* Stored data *
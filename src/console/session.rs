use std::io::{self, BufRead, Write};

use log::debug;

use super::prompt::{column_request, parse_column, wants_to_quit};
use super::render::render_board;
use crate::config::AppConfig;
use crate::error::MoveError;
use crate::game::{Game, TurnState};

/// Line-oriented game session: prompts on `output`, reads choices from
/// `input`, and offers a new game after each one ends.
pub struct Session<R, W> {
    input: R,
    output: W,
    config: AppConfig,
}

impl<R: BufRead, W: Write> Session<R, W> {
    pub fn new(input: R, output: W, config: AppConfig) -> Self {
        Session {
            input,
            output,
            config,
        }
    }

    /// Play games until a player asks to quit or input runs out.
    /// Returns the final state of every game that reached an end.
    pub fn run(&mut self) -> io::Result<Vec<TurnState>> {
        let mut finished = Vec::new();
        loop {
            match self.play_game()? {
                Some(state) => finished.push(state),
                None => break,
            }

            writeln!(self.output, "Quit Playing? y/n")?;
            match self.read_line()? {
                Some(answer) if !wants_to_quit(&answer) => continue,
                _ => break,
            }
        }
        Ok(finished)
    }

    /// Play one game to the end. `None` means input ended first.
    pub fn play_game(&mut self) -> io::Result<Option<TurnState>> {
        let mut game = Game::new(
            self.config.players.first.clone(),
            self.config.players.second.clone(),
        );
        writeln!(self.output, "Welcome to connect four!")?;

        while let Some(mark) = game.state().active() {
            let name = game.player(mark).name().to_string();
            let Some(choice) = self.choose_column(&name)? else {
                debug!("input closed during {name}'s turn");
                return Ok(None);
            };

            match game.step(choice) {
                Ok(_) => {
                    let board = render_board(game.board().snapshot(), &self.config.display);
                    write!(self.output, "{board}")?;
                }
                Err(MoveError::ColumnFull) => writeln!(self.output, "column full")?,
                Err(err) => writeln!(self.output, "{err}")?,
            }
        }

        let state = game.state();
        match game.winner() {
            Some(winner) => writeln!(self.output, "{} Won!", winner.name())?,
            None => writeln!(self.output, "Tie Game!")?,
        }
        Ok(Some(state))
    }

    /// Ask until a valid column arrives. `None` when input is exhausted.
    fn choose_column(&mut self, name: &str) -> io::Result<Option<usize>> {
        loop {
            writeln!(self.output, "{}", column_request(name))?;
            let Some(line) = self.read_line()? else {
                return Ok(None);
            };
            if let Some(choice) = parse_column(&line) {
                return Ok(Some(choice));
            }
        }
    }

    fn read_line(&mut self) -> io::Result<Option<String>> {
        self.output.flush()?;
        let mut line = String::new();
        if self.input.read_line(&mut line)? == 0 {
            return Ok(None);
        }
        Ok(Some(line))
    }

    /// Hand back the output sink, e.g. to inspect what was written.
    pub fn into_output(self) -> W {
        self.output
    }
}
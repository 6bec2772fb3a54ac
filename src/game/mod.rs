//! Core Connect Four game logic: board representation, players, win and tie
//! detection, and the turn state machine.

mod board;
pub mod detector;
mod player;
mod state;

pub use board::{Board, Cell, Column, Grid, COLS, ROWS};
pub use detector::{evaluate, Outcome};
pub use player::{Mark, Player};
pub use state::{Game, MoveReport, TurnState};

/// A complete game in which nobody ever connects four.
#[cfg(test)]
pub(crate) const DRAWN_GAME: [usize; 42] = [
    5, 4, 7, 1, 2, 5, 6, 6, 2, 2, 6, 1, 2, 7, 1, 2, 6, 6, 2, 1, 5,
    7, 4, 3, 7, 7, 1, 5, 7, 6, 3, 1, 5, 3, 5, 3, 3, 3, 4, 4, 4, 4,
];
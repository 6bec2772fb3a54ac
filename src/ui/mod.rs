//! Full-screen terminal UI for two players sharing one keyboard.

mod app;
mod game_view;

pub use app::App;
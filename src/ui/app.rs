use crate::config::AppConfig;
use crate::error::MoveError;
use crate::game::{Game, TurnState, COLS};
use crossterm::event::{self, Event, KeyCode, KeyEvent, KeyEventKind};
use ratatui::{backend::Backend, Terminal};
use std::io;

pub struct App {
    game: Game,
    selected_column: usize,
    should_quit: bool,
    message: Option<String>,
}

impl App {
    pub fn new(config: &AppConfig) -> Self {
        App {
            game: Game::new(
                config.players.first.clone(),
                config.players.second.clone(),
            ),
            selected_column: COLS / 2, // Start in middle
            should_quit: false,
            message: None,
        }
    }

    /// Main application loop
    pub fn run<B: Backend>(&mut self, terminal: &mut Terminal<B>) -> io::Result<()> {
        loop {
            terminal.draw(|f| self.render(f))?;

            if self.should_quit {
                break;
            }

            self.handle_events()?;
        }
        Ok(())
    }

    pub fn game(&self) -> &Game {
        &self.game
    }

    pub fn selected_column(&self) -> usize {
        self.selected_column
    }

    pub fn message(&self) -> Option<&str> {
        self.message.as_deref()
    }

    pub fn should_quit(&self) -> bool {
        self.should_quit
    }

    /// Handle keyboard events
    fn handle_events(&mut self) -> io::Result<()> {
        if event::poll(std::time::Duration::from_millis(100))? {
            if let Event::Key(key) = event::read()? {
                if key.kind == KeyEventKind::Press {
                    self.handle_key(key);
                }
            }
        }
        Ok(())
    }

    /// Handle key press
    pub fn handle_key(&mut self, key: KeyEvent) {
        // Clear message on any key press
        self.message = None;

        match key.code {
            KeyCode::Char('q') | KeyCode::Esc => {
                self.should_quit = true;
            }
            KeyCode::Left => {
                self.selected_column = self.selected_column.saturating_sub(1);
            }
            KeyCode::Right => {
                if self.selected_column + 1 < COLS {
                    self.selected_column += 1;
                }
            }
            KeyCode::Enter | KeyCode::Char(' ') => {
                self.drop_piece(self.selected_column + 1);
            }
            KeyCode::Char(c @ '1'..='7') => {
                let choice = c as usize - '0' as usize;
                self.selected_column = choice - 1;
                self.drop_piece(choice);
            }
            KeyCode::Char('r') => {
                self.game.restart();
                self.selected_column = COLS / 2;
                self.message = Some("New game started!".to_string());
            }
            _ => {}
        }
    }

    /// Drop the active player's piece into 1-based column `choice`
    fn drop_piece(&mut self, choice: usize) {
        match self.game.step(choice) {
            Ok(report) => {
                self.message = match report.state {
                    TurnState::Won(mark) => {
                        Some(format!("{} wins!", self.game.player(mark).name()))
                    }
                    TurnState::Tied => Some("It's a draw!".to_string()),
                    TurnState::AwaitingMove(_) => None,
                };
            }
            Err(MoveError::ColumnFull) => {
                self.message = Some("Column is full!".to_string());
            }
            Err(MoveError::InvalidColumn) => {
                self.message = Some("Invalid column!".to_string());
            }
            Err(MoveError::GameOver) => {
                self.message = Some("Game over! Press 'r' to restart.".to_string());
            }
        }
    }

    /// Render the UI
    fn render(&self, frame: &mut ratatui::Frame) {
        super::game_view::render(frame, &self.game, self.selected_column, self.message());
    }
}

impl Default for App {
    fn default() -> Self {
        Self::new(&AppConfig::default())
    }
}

* Task instructions *
Only the count belongs in your answer, so please work out how many lines of the data contain "impl".

* Answer for this exercise *
3